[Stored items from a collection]
▬▬▬▬▬▬
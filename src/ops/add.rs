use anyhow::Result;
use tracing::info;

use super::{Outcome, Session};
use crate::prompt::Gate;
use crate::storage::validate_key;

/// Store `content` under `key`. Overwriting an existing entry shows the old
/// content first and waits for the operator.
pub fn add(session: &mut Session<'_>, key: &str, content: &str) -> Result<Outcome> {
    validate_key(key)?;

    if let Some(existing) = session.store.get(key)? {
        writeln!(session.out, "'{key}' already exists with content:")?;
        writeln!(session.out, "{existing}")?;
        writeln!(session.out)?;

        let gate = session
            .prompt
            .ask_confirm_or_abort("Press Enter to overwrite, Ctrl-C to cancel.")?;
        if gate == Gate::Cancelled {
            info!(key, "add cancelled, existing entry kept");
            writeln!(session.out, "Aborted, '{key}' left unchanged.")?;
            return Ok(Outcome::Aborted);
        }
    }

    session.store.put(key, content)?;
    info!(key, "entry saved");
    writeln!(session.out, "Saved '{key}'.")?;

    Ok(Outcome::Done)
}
▬▬▬▬▬▬
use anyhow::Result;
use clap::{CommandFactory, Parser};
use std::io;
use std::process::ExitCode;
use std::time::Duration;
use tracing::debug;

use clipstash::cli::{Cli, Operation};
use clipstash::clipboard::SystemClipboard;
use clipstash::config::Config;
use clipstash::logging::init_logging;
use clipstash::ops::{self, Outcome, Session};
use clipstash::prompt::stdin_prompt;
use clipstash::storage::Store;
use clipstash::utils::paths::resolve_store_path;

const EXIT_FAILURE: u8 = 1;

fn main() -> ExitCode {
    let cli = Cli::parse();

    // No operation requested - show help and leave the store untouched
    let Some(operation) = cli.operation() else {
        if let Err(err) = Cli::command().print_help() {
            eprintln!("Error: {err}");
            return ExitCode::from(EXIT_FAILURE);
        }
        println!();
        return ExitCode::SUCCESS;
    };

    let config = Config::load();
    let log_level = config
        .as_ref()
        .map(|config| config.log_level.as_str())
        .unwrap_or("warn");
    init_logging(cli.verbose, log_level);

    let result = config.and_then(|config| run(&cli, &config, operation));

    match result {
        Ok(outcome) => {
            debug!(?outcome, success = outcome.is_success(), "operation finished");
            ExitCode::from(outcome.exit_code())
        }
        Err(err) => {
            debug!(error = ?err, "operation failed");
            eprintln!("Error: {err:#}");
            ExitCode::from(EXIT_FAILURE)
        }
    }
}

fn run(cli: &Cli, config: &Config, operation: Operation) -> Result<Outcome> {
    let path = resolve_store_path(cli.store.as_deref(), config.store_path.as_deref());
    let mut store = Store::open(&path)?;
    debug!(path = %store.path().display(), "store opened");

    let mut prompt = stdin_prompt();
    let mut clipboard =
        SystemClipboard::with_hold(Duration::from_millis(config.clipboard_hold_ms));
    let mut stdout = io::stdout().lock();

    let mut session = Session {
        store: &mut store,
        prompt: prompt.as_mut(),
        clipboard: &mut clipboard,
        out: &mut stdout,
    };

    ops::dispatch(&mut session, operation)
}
▬▬▬▬▬▬
§ **ABOUT THIS TASK**
Say the number of lines in the records above that include the string "prompt", and no more.

§ **REPLY**
5